For the first mile or so, we had to dodge lots of discarded garbage bags and other garments. I kept mine on, and, by sheer luck, I turned out to have clothed myself just right for this race. I had read about running in the wind and rain and the importance of protecting against hypothermia with layers that wicked sweat away from the skin, trapped warmth and protected against the wind. I had a tight singlet as my base layer (sleeveless), a garbage bag over that and then a plastic coated, light weight jacket over that. As I mentioned earlier, I hadn't planned on running in the jacket. I wondered if it would be too much to have both the trash bag and the jacket, but it worked well. The trash bag was very light weight, but longer than the jacket. The jacket stopped at my waist, but the bag hung below that to cover my hips and my fuel belt. That meant I did not have a water logged fuel belt.
The jacket did a good job of protecting me from the wind. Normally, I can only wear this jacket for a couple of miles before I get too hot for it. I wore it for 20 miles in this race without getting hot. Without it, I'm fairly sure I would have been much too cold.
After the initial shock of running in the gusty wind and rain, it didn't seem as bad as I had feared. Probably because I wasn't cold or hot. There was a lot of water in the road, and it was impossible to avoid wading through fairly deep puddles in some spots. I was pleasantly surprised by how well my shoes and socks coped with the soaking. Yes, they were wet, but not "squishy." The water ran out of the shoes quickly and the socks wicked the worst of the moisture away from my skin. I had almost no chafing. I did wear thick, cushioned socks which I think are better for wet conditions. (Injinji's in this case.)

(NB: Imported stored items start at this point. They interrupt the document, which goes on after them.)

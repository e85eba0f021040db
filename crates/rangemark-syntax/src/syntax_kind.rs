//! SyntaxKind enum for all tokens produced by the HTML lexer.
//!
//! Every byte in the source belongs to exactly one token of one of these kinds.

/// All token kinds of the HTML token stream.
///
/// We use SCREAMING_CASE following the rust-analyzer convention for SyntaxKind.
#[repr(u16)]
#[derive(Debug, Clone, Copy, PartialEq, Eq, PartialOrd, Ord, Hash)]
#[allow(non_camel_case_types)]
pub enum SyntaxKind {
    /// Character data between tags
    TEXT,
    /// Unparsed content of `script`, `style`, `textarea` and `title`
    RAW_TEXT,
    /// `<tag attr="value">` or `<tag/>`
    START_TAG,
    /// `</tag>`
    END_TAG,
    /// `<!-- ... -->`
    COMMENT,
    /// `<!DOCTYPE ...>` and other `<!...>` declarations
    DOCTYPE,
    /// `<?...>`
    PROCESSING_INSTRUCTION,
}

impl SyntaxKind {
    /// Whether tokens of this kind carry document text.
    pub fn is_text(self) -> bool {
        matches!(self, SyntaxKind::TEXT | SyntaxKind::RAW_TEXT)
    }

    /// Whether tokens of this kind leave no trace in a tree.
    ///
    /// Comments are not trivia: they stay in the tree so serialization
    /// round-trips, they just carry no addressable text.
    pub fn is_trivia(self) -> bool {
        matches!(
            self,
            SyntaxKind::DOCTYPE | SyntaxKind::PROCESSING_INSTRUCTION
        )
    }
}
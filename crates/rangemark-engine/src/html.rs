//! Building a [`DocumentTree`] from HTML source and serializing it back.
//!
//! The builder follows the parts of the HTML tree construction rules that
//! change where text nodes end up (void elements, raw text, a handful of
//! implied end tags), so that addresses computed on this tree match the
//! ones a browser would compute on its DOM. It is not a conforming parser.

use html_escape::{decode_html_entities, encode_double_quoted_attribute, encode_text};
use rangemark_syntax::{
    SyntaxKind, end_tag_name, is_raw_text_element, is_void_element, lex, parse_start_tag,
};

use crate::tree::{DocumentTree, NodeId, NodeKind};

/// Tag of the synthetic element every parsed document hangs under.
pub const DOCUMENT_ROOT_TAG: &str = "#document";

const BLOCK_ELEMENTS: &[&str] = &[
    "address", "article", "aside", "blockquote", "div", "dl", "fieldset", "figure", "footer",
    "form", "h1", "h2", "h3", "h4", "h5", "h6", "header", "hr", "main", "nav", "ol", "p", "pre",
    "section", "table", "ul",
];

/// Parse HTML source into a document tree rooted at [`DOCUMENT_ROOT_TAG`].
///
/// Never fails: malformed markup yields a best-effort tree, stray end tags
/// are ignored and unclosed elements are closed at end of input. Doctypes
/// and processing instructions are dropped; comments are kept as nodes.
pub fn parse_html(input: &str) -> DocumentTree {
    let mut tree = DocumentTree::new(DOCUMENT_ROOT_TAG);
    let mut open: Vec<NodeId> = vec![tree.root()];
    let mut pending_text = String::new();

    for token in lex(input) {
        match token.kind {
            SyntaxKind::TEXT => pending_text.push_str(&decode_html_entities(token.text)),
            SyntaxKind::RAW_TEXT => pending_text.push_str(token.text),
            SyntaxKind::START_TAG => {
                flush_text(&mut tree, &open, &mut pending_text);
                let Some(tag) = parse_start_tag(token.text) else {
                    continue;
                };

                while open.len() > 1 {
                    let top = open[open.len() - 1];
                    match tree.tag(top) {
                        Some(open_tag) if closes_implicitly(open_tag, &tag.name) => {
                            open.pop();
                        }
                        _ => break,
                    }
                }

                let attributes = tag
                    .attributes
                    .into_iter()
                    .map(|(name, value)| (name, decode_html_entities(&value).into_owned()))
                    .collect();
                let parent = current(&open, &tree);
                let element = tree.append_element(parent, &tag.name, attributes);
                if !tag.self_closing && !is_void_element(&tag.name) {
                    open.push(element);
                }
            }
            SyntaxKind::END_TAG => {
                let Some(name) = end_tag_name(token.text) else {
                    continue;
                };
                // Stray end tags neither close anything nor split text
                if let Some(depth) = open
                    .iter()
                    .skip(1)
                    .rposition(|&node| tree.tag(node) == Some(name.as_str()))
                {
                    flush_text(&mut tree, &open, &mut pending_text);
                    open.truncate(depth + 1);
                }
            }
            SyntaxKind::COMMENT => {
                flush_text(&mut tree, &open, &mut pending_text);
                let body = token
                    .text
                    .strip_prefix("<!--")
                    .unwrap_or(token.text);
                let body = body.strip_suffix("-->").unwrap_or(body);
                let parent = current(&open, &tree);
                tree.append_comment(parent, body);
            }
            SyntaxKind::DOCTYPE | SyntaxKind::PROCESSING_INSTRUCTION => {}
        }
    }

    flush_text(&mut tree, &open, &mut pending_text);
    tree
}

fn current(open: &[NodeId], tree: &DocumentTree) -> NodeId {
    open.last().copied().unwrap_or_else(|| tree.root())
}

fn flush_text(tree: &mut DocumentTree, open: &[NodeId], pending: &mut String) {
    if pending.is_empty() {
        return;
    }
    let parent = current(open, tree);
    tree.append_text(parent, pending);
    pending.clear();
}

/// Whether opening `new_tag` ends an open `open_tag` element.
fn closes_implicitly(open_tag: &str, new_tag: &str) -> bool {
    match open_tag {
        "p" => BLOCK_ELEMENTS.contains(&new_tag),
        "li" => new_tag == "li",
        "dt" | "dd" => matches!(new_tag, "dt" | "dd"),
        "option" => new_tag == "option",
        "tr" => new_tag == "tr",
        "td" | "th" => matches!(new_tag, "td" | "th" | "tr"),
        _ => false,
    }
}

/// Serialize the children of `node` (its inner HTML).
pub fn to_html(tree: &DocumentTree, node: NodeId) -> String {
    let mut out = String::new();
    for &child in tree.children(node) {
        write_node(tree, child, false, &mut out);
    }
    out
}

/// Serialize `node` itself (its outer HTML).
pub fn to_outer_html(tree: &DocumentTree, node: NodeId) -> String {
    let mut out = String::new();
    write_node(tree, node, false, &mut out);
    out
}

fn write_node(tree: &DocumentTree, node: NodeId, raw: bool, out: &mut String) {
    match tree.kind(node) {
        NodeKind::Text(text) if raw => out.push_str(text),
        NodeKind::Text(text) => out.push_str(&encode_text(text)),
        NodeKind::Comment(text) => {
            out.push_str("<!--");
            out.push_str(text);
            out.push_str("-->");
        }
        NodeKind::Element { tag, attributes } => {
            out.push('<');
            out.push_str(tag);
            for (name, value) in attributes {
                out.push(' ');
                out.push_str(name);
                out.push_str("=\"");
                out.push_str(&encode_double_quoted_attribute(value));
                out.push('"');
            }
            out.push('>');

            if is_void_element(tag) {
                return;
            }

            let raw_children = is_raw_text_element(tag) && tag != "textarea" && tag != "title";
            for &child in tree.children(node) {
                write_node(tree, child, raw_children, out);
            }

            out.push_str("</");
            out.push_str(tag);
            out.push('>');
        }
    }
}
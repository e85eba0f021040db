use std::fmt;
use std::str::FromStr;

use super::{AddressParseError, Step, nth_child};
use crate::tree::{DocumentTree, NodeId};

const TEXT_STEP: &str = "#text";

/// Sibling-index path from a root to a node, serialized as `p:2/#text:1`.
#[derive(Debug, Clone, PartialEq, Eq, Default)]
pub struct PathAddress {
    steps: Vec<Step>,
}

impl PathAddress {
    pub fn new(steps: Vec<Step>) -> Self {
        Self { steps }
    }

    pub fn steps(&self) -> &[Step] {
        &self.steps
    }

    pub(crate) fn resolve(&self, tree: &DocumentTree, root: NodeId) -> Option<NodeId> {
        self.steps.iter().try_fold(root, |current, step| match step {
            Step::Element { tag, index } => nth_child(tree, current, *index, |child| {
                tree.tag(child).is_some_and(|t| t.eq_ignore_ascii_case(tag))
            }),
            Step::Text { index } => nth_child(tree, current, *index, |child| tree.is_text(child)),
        })
    }
}

impl fmt::Display for PathAddress {
    fn fmt(&self, f: &mut fmt::Formatter<'_>) -> fmt::Result {
        for (i, step) in self.steps.iter().enumerate() {
            if i > 0 {
                write!(f, "/")?;
            }
            match step {
                Step::Element { tag, index } => write!(f, "{tag}:{index}")?,
                Step::Text { index } => write!(f, "{TEXT_STEP}:{index}")?,
            }
        }
        Ok(())
    }
}

impl FromStr for PathAddress {
    type Err = AddressParseError;

    fn from_str(s: &str) -> Result<Self, Self::Err> {
        if s.is_empty() {
            return Ok(Self::default());
        }

        let steps = s
            .split('/')
            .map(|segment| parse_step(s, segment))
            .collect::<Result<Vec<_>, _>>()?;
        Ok(Self::new(steps))
    }
}

fn parse_step(address: &str, segment: &str) -> Result<Step, AddressParseError> {
    let malformed = || AddressParseError::MalformedStep {
        address: address.to_string(),
        step: segment.to_string(),
    };

    // Tag names may themselves contain ':' (namespaces), the index never does
    let (name, index) = segment.rsplit_once(':').ok_or_else(malformed)?;
    let index: usize = index.parse().map_err(|_| malformed())?;
    if index == 0 {
        return Err(AddressParseError::ZeroIndex {
            address: address.to_string(),
        });
    }
    if name.is_empty() {
        return Err(malformed());
    }

    Ok(if name == TEXT_STEP {
        Step::Text { index }
    } else {
        Step::Element {
            tag: name.to_string(),
            index,
        }
    })
}

#[cfg(test)]
mod tests {
    use super::*;
    use pretty_assertions::assert_eq;
    use rstest::rstest;

    #[test]
    fn test_parse_path() {
        let path: PathAddress = "div:1/svg:g:2/#text:3".parse().unwrap();
        assert_eq!(
            path.steps(),
            &[
                Step::Element {
                    tag: "div".to_string(),
                    index: 1
                },
                Step::Element {
                    tag: "svg:g".to_string(),
                    index: 2
                },
                Step::Text { index: 3 },
            ]
        );
        assert_eq!(path.to_string(), "div:1/svg:g:2/#text:3");
    }

    #[test]
    fn test_empty_path_is_root() {
        let path: PathAddress = "".parse().unwrap();
        assert!(path.steps().is_empty());
    }

    #[rstest]
    #[case("div")]
    #[case("div:x")]
    #[case("div:1//p:1")]
    #[case(":1")]
    fn test_malformed_paths(#[case] input: &str) {
        assert!(matches!(
            input.parse::<PathAddress>(),
            Err(AddressParseError::MalformedStep { .. })
        ));
    }

    #[test]
    fn test_zero_index_rejected() {
        assert_eq!(
            "p:0".parse::<PathAddress>(),
            Err(AddressParseError::ZeroIndex {
                address: "p:0".to_string()
            })
        );
    }
}
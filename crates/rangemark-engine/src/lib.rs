//! Position addressing and highlight range engine.
//!
//! - [`tree`]: arena document tree the engine works on
//! - [`html`]: HTML to tree and back
//! - [`addressing`]: structure-relative addresses for tree positions
//! - [`ranges`]: the range store and its overlap policies
//! - [`render`]: drawing ranges into the tree as marker elements
//! - [`persist`]: storage record shape
//! - [`session`]: everything above behind selection events
//! - [`io`]: record files on disk

pub mod addressing;
pub mod html;
pub mod io;
pub mod persist;
pub mod ranges;
pub mod render;
pub mod session;
pub mod tree;

// Re-export key types for easier usage
pub use addressing::{Address, AddressKind, AddressParseError, AddressingError, Boundary};
pub use html::{parse_html, to_html};
pub use io::IoError;
pub use persist::{PersistedRange, RecordError};
pub use ranges::{
    AddOutcome, HighlightRange, Locator, OverlapPolicy, RangeError, RangeId, RangeStore,
    ReconcileOutcome, Span, TreeLocator,
};
pub use render::{MarkerStyle, RenderReport, Renderer};
pub use session::{HighlightSession, RangeEvents, RecordedEvents, RestoreReport, SessionError};
pub use tree::{Affinity, DocumentTree, NodeId, Position};
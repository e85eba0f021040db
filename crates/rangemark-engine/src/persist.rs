//! Storage record shape for highlight ranges.
//!
//! This is the unit exchanged with any storage backend:
//!
//! ```json
//! {
//!   "id": 3,
//!   "order": 2,
//!   "startAddress": "p:1/#text:1",
//!   "startOffset": 0,
//!   "endAddress": "p:1/#text:1",
//!   "endOffset": 5,
//!   "text": "React",
//!   "timestamp": "2024-05-01T10:00:00.000Z"
//! }
//! ```
//!
//! Addresses are stored in their serialized form, so reading a record back
//! needs to know which [`AddressKind`] the deployment uses.

use chrono::{DateTime, SecondsFormat, Utc};
use serde::{Deserialize, Serialize};
use thiserror::Error;

use crate::addressing::{Address, AddressKind, AddressParseError, Boundary};
use crate::ranges::{HighlightRange, RangeId};

#[derive(Debug, Error)]
pub enum RecordError {
    #[error("Record {id}: invalid address: {source}")]
    Address {
        id: u64,
        #[source]
        source: AddressParseError,
    },
    #[error("Record {id}: invalid timestamp '{value}': {source}")]
    Timestamp {
        id: u64,
        value: String,
        #[source]
        source: chrono::ParseError,
    },
    #[error("Malformed record: {0}")]
    Malformed(serde_json::Error),
    #[error("Invalid records JSON: {0}")]
    Json(#[from] serde_json::Error),
}

/// A highlight range as persisted.
#[derive(Debug, Clone, PartialEq, Eq, Serialize, Deserialize)]
#[serde(rename_all = "camelCase")]
pub struct PersistedRange {
    pub id: u64,
    pub order: u64,
    pub start_address: String,
    pub start_offset: usize,
    pub end_address: String,
    pub end_offset: usize,
    pub text: String,
    /// RFC 3339 creation time
    pub timestamp: String,
}

impl PersistedRange {
    pub fn from_range(range: &HighlightRange) -> Self {
        Self {
            id: range.id.0,
            order: range.order,
            start_address: range.start.address.to_string(),
            start_offset: range.start.offset,
            end_address: range.end.address.to_string(),
            end_offset: range.end.offset,
            text: range.text.clone(),
            timestamp: range.created_at.to_rfc3339_opts(SecondsFormat::Millis, true),
        }
    }

    /// Parse the record's addresses and timestamp.
    ///
    /// This does not check the addresses resolve; that depends on the document.
    pub fn into_range(self, kind: AddressKind) -> Result<HighlightRange, RecordError> {
        let id = self.id;
        let parse = |s: &str| {
            Address::parse(kind, s).map_err(|source| RecordError::Address { id, source })
        };
        let start = Boundary::new(parse(&self.start_address)?, self.start_offset);
        let end = Boundary::new(parse(&self.end_address)?, self.end_offset);
        let created_at = DateTime::parse_from_rfc3339(&self.timestamp)
            .map_err(|source| RecordError::Timestamp {
                id,
                value: self.timestamp.clone(),
                source,
            })?
            .with_timezone(&Utc);

        Ok(HighlightRange {
            id: RangeId(id),
            order: self.order,
            start,
            end,
            text: self.text,
            created_at,
        })
    }
}

/// Parse a JSON array of records, failing on the first bad one.
pub fn records_from_json(json: &str) -> Result<Vec<PersistedRange>, RecordError> {
    Ok(serde_json::from_str(json)?)
}

/// Parse a JSON array of records, setting aside the ones that do not have
/// the record shape.
///
/// Only a document that is not a JSON array at all is an error.
pub fn records_from_json_lenient(
    json: &str,
) -> Result<(Vec<PersistedRange>, Vec<RecordError>), RecordError> {
    let values: Vec<serde_json::Value> = serde_json::from_str(json)?;
    let mut records = Vec::with_capacity(values.len());
    let mut errors = Vec::new();

    for value in values {
        match serde_json::from_value::<PersistedRange>(value) {
            Ok(record) => records.push(record),
            Err(e) => errors.push(RecordError::Malformed(e)),
        }
    }
    Ok((records, errors))
}

pub fn records_to_json(records: &[PersistedRange]) -> Result<String, RecordError> {
    Ok(serde_json::to_string_pretty(records)?)
}
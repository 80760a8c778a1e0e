//! Basic example of using the asset VNS library.
//!
//! Runs the search on a synthetic Euclidean instance, or on a JSON instance
//! file, and writes the result as JSON.

use asset_vns::config::{Config, Variant};
use asset_vns::objective::Objective;
use asset_vns::problem::{Location, Problem, ProblemData};
use asset_vns::utils::format_duration;
use asset_vns::{run_batch, VnsAlgorithm};
use clap::Parser;
use rand::{Rng, SeedableRng};
use rand_chacha::ChaCha8Rng;
use std::fs::File;
use std::io::{BufReader, BufWriter};
use std::path::PathBuf;
use std::time::{Duration, Instant};

#[derive(Parser, Debug)]
#[command(about = "Assign monitored assets to bases and teams with VNS")]
struct Args {
    /// JSON instance file ({n_assets, n_bases, n_teams, eta, distances})
    #[arg(long)]
    instance: Option<PathBuf>,

    /// Number of assets of the synthetic instance
    #[arg(long, default_value_t = 60)]
    assets: usize,

    /// Number of bases of the synthetic instance
    #[arg(long, default_value_t = 10)]
    bases: usize,

    /// Number of teams of the synthetic instance
    #[arg(long, default_value_t = 5)]
    teams: usize,

    /// Minimum coverage fraction of the synthetic instance
    #[arg(long, default_value_t = 0.2)]
    eta: f64,

    /// Objective: f1, f2 or f2-count
    #[arg(long, default_value = "f1")]
    objective: Objective,

    /// Variant: vns or gvns
    #[arg(long, default_value = "gvns")]
    variant: Variant,

    #[arg(long, default_value_t = 200)]
    max_iter: usize,

    #[arg(long, default_value_t = 20)]
    max_no_improve: usize,

    #[arg(long)]
    seed: Option<u64>,

    /// Wall-clock limit in seconds
    #[arg(long)]
    time_limit: Option<u64>,

    /// Number of independent runs
    #[arg(long, default_value_t = 1)]
    runs: usize,

    /// Where to write the JSON result
    #[arg(long)]
    output: Option<PathBuf>,
}

fn synthetic_problem(args: &Args) -> Result<Problem, Box<dyn std::error::Error>> {
    let mut rng = ChaCha8Rng::seed_from_u64(args.seed.unwrap_or(7));
    let mut random_location = || Location::new(rng.gen_range(0.0..100.0), rng.gen_range(0.0..100.0));

    let assets: Vec<Location> = (0..args.assets).map(|_| random_location()).collect();
    let bases: Vec<Location> = (0..args.bases).map(|_| random_location()).collect();

    Ok(Problem::from_locations(&assets, &bases, args.teams, args.eta)?)
}

fn main() -> Result<(), Box<dyn std::error::Error>> {
    env_logger::init();
    let args = Args::parse();

    let problem = match &args.instance {
        Some(path) => {
            println!("Loading problem from: {}", path.display());
            let data: ProblemData = serde_json::from_reader(BufReader::new(File::open(path)?))?;
            Problem::try_from(data)?
        }
        None => synthetic_problem(&args)?,
    };
    println!(
        "Problem: {} assets, {} bases, {} teams, eta {}",
        problem.n_assets(),
        problem.n_bases(),
        problem.n_teams(),
        problem.eta()
    );

    let mut config = Config::new()
        .with_objective(args.objective)
        .with_variant(args.variant)
        .with_max_iterations(args.max_iter)
        .with_max_no_improve(args.max_no_improve);
    if let Some(seed) = args.seed {
        config = config.with_seed(seed);
    }
    if let Some(seconds) = args.time_limit {
        config = config.with_time_limit(Duration::from_secs(seconds));
    }

    let start_time = Instant::now();

    if args.runs > 1 {
        let batch = run_batch(&problem, &config, args.runs)?;
        println!("Completed {} runs in {}", args.runs, format_duration(start_time.elapsed()));
        println!("{}", batch.statistics);

        if let Some(path) = &args.output {
            serde_json::to_writer_pretty(BufWriter::new(File::create(path)?), &batch)?;
        }
        return Ok(());
    }

    let mut algorithm = VnsAlgorithm::new(&problem, config);
    let result = algorithm.run()?;

    println!("Search completed in {}", format_duration(start_time.elapsed()));
    println!("Objective {}: {:.2}", result.objective, result.objective_value);
    println!("Feasible: {}", result.feasible);
    println!("Terminated by: {:?}", result.termination);
    println!("Team loads: {:?}", result.team_loads());

    if let Some(path) = &args.output {
        println!("Saving result to: {}", path.display());
        serde_json::to_writer_pretty(BufWriter::new(File::create(path)?), &result)?;
    }

    Ok(())
}
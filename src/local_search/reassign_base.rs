//! N1: reassign an asset to another base hosting a team.

use crate::problem::Problem;
use crate::solution::Solution;

use super::utils::{first_team_by_base, nearest_hosting_bases};
use super::Move;

/// Number of nearest hosting bases tried per asset by the sampled variant.
pub const SAMPLED_BASES: usize = 3;

/// Every N1 move: each asset to each other hosting base, joining that base's
/// first team.
pub fn moves(solution: &Solution) -> Vec<Move> {
    let first_teams = first_team_by_base(solution);
    let mut moves = Vec::new();

    for asset in 0..solution.n_assets() {
        let current = solution.base_of_asset(asset);

        for (base, team) in first_teams.iter().enumerate() {
            let Some(team) = *team else {
                continue;
            };
            if Some(base) == current {
                continue;
            }

            moves.push(Move::ReassignBase { asset, base, team });
        }
    }

    moves
}

/// N1 moves restricted to the given assets and, per asset, to the nearest
/// hosting bases.
pub fn sampled_moves(problem: &Problem, solution: &Solution, assets: &[usize]) -> Vec<Move> {
    let first_teams = first_team_by_base(solution);
    let mut moves = Vec::new();

    for &asset in assets {
        let current = solution.base_of_asset(asset);
        let nearest = nearest_hosting_bases(problem, solution, asset, SAMPLED_BASES, None);

        for base in nearest {
            if Some(base) == current {
                continue;
            }
            if let Some(team) = first_teams[base] {
                moves.push(Move::ReassignBase { asset, base, team });
            }
        }
    }

    moves
}

/// Apply an N1 move to a copy of the solution.
pub fn apply(solution: &Solution, asset: usize, base: usize, team: usize) -> Solution {
    let mut candidate = solution.clone();
    candidate.move_asset(asset, base, team);
    candidate
}
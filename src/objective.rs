//! Objective functions and constraint checking.
//!
//! Two objectives are supported: f1, the total team-routed travel distance,
//! and f2, which comes in two named flavours (load imbalance and active team
//! count). Feasibility is measured quantitatively by [`violation`], a sum of
//! squared violations over six rules.

use crate::problem::Problem;
use crate::solution::Solution;
use itertools::{Itertools, MinMaxResult};
use serde::{Deserialize, Serialize};
use std::fmt;
use std::str::FromStr;

/// The quantity a search run minimizes.
#[derive(Debug, Clone, Copy, PartialEq, Eq, Hash, Serialize, Deserialize)]
pub enum Objective {
    /// f1: sum over assets of the distance to the base of their team.
    #[serde(rename = "f1", alias = "distance")]
    Distance,
    /// f2: `max(load) - min(load)` over teams serving at least one asset.
    #[serde(rename = "f2", alias = "imbalance", alias = "team-imbalance")]
    TeamImbalance,
    /// f2 (count): number of teams serving at least one asset.
    #[serde(rename = "f2-count", alias = "team-count")]
    TeamCount,
}

impl Objective {
    /// Canonical name of the objective.
    pub fn name(&self) -> &'static str {
        match self {
            Objective::Distance => "f1",
            Objective::TeamImbalance => "f2",
            Objective::TeamCount => "f2-count",
        }
    }

    /// Compute the objective value of a solution.
    pub fn value(&self, problem: &Problem, solution: &Solution) -> f64 {
        match self {
            Objective::Distance => distance_objective(problem, solution),
            Objective::TeamImbalance => team_imbalance_objective(solution),
            Objective::TeamCount => team_count_objective(solution),
        }
    }

    /// An upper bound of the objective over every feasible solution.
    pub fn upper_bound(&self, problem: &Problem) -> f64 {
        match self {
            Objective::Distance => problem
                .distance_matrix()
                .iter()
                .map(|row| row.iter().copied().fold(0.0, f64::max))
                .sum(),
            Objective::TeamImbalance => problem.n_assets() as f64,
            Objective::TeamCount => problem.n_teams() as f64,
        }
    }
}

impl fmt::Display for Objective {
    fn fmt(&self, f: &mut fmt::Formatter<'_>) -> fmt::Result {
        f.write_str(self.name())
    }
}

impl FromStr for Objective {
    type Err = String;

    fn from_str(s: &str) -> Result<Self, Self::Err> {
        match s.to_ascii_lowercase().as_str() {
            "f1" | "distance" => Ok(Objective::Distance),
            "f2" | "imbalance" | "team-imbalance" => Ok(Objective::TeamImbalance),
            "f2-count" | "team-count" => Ok(Objective::TeamCount),
            other => Err(format!("unknown objective '{}'", other)),
        }
    }
}

/// f1: team-routed distance.
///
/// Each asset contributes the distance to the base where its serving team is
/// stationed (the join of H and Y). When the coupling invariant holds this
/// equals the distance to the asset's own base.
pub fn distance_objective(problem: &Problem, solution: &Solution) -> f64 {
    let mut total = 0.0;

    for asset in 0..solution.n_assets() {
        for team in solution.h.row_ones(asset) {
            for base in solution.y.col_ones(team) {
                total += problem.distance(asset, base);
            }
        }
    }

    total
}

/// f2 (count): number of teams serving at least one asset.
pub fn team_count_objective(solution: &Solution) -> f64 {
    solution.team_loads().iter().filter(|&&load| load > 0).count() as f64
}

/// f2 (imbalance): spread between the most and least loaded active teams.
pub fn team_imbalance_objective(solution: &Solution) -> f64 {
    let loads = solution.team_loads();
    match loads.iter().filter(|&&load| load > 0).minmax() {
        MinMaxResult::NoElements | MinMaxResult::OneElement(_) => 0.0,
        MinMaxResult::MinMax(min, max) => (max - min) as f64,
    }
}

/// Squared violation per constraint rule.
#[derive(Debug, Clone, Copy, Default, PartialEq, Serialize)]
pub struct ViolationBreakdown {
    /// A team stationed at more than one base.
    pub team_to_one_base: f64,
    /// An asset not attached to exactly one base.
    pub asset_to_one_base: f64,
    /// An asset attached to a base that hosts no team.
    pub asset_base_has_team: f64,
    /// An asset not serviced by exactly one team.
    pub asset_to_one_team: f64,
    /// An asset serviced by a team stationed elsewhere.
    pub asset_team_matches_base: f64,
    /// An active team serving fewer than the minimum number of assets.
    pub minimum_team_load: f64,
}

impl ViolationBreakdown {
    pub fn total(&self) -> f64 {
        self.team_to_one_base
            + self.asset_to_one_base
            + self.asset_base_has_team
            + self.asset_to_one_team
            + self.asset_team_matches_base
            + self.minimum_team_load
    }

    /// True when every rule except the minimum load holds.
    pub fn is_structurally_sound(&self) -> bool {
        self.total() - self.minimum_team_load == 0.0
    }
}

fn squared(excess: usize) -> f64 {
    (excess * excess) as f64
}

/// Measure each constraint rule separately.
pub fn violation_breakdown(problem: &Problem, solution: &Solution) -> ViolationBreakdown {
    let mut breakdown = ViolationBreakdown::default();

    for team in 0..solution.n_teams() {
        let bases = solution.y.col_sum(team);
        if bases > 1 {
            breakdown.team_to_one_base += squared(bases - 1);
        }
    }

    for asset in 0..solution.n_assets() {
        breakdown.asset_to_one_base += squared(solution.x.row_sum(asset).abs_diff(1));
        breakdown.asset_to_one_team += squared(solution.h.row_sum(asset).abs_diff(1));

        for base in solution.x.row_ones(asset) {
            if !solution.base_has_team(base) {
                breakdown.asset_base_has_team += 1.0;
            }
        }

        for team in solution.h.row_ones(asset) {
            let shares_base = solution
                .y
                .col_ones(team)
                .any(|base| solution.x.get(asset, base));
            if !shares_base {
                breakdown.asset_team_matches_base += 1.0;
            }
        }
    }

    let min_load = problem.min_team_load();
    for load in solution.team_loads() {
        if load > 0 && load < min_load {
            breakdown.minimum_team_load += squared(min_load - load);
        }
    }

    breakdown
}

/// Sum of squared constraint violations; exactly zero iff the solution is feasible.
pub fn violation(problem: &Problem, solution: &Solution) -> f64 {
    violation_breakdown(problem, solution).total()
}

pub fn is_feasible(problem: &Problem, solution: &Solution) -> bool {
    violation(problem, solution) == 0.0
}

/// Objective value and violation of one candidate.
#[derive(Debug, Clone, Copy, PartialEq, Serialize)]
pub struct Evaluation {
    pub value: f64,
    pub violation: f64,
    /// Penalized score: equals `value` for feasible solutions and exceeds
    /// every feasible value otherwise.
    pub score: f64,
}

impl Evaluation {
    pub fn is_feasible(&self) -> bool {
        self.violation == 0.0
    }
}

/// Scores solutions for one objective on one problem.
#[derive(Debug, Clone)]
pub struct Evaluator<'a> {
    problem: &'a Problem,
    objective: Objective,
    penalty_weight: f64,
}

impl<'a> Evaluator<'a> {
    pub fn new(problem: &'a Problem, objective: Objective) -> Self {
        Evaluator {
            problem,
            objective,
            penalty_weight: objective.upper_bound(problem) + 1.0,
        }
    }

    pub fn problem(&self) -> &'a Problem {
        self.problem
    }

    pub fn objective(&self) -> Objective {
        self.objective
    }

    /// Weight applied to each unit of violation.
    pub fn penalty_weight(&self) -> f64 {
        self.penalty_weight
    }

    pub fn evaluate(&self, solution: &Solution) -> Evaluation {
        let value = self.objective.value(self.problem, solution);
        let violation = violation(self.problem, solution);

        Evaluation {
            value,
            violation,
            score: value + self.penalty_weight * violation,
        }
    }
}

About half way through the race, the wind calmed down. But it was still raining hard. I had wrapped my Gymboss in plastic and thought it would be well protected under my trash bag. Unfortunately, since I ended up wearing my jacket too, all those layers of plastic, plus the very loud sound of the wind and rain, meant I couldn't hear it very well. So I decided to carry it in my hand. At each walk break, as I lowered my arm, water ran down my sleeve into my hand. By mile 15, the Gymboss had stopped working and I ran "free form" from that point on.
I was using my Garmin, of course, but it was covered by the sleeve of my jacket, so I rarely looked at it during the race and just ran by feel at a comfortable pace. I glanced at it occasionally only to figure out when to eat my gels, since a good many of the mile markers were missing in the first half of the race. The rain stopped at mile 20 and the skies began to clear. I took off by jacket and trash bag and was surprised to see the elapsed time on the Garmin. I had been running faster than I had realized. It occurred to me that DH might not be at the finish line when I got there since, unless I slowed down, I was about 20 minutes ahead of my usual 5 hour "easy" time.
It was nice to run the last 6 miles of the race in sunshine. Our hotel was about a mile from the finish line . Fortunately, DH came out of the hotel just as I was running past. So there are a few pictures. Here I am at around mile 25:
Crossing the finish.
Glad to be finished.
Back in the hotel.
I finished in 4:40 (unofficially, of course). I felt good crossing the finish line and not terribly tired.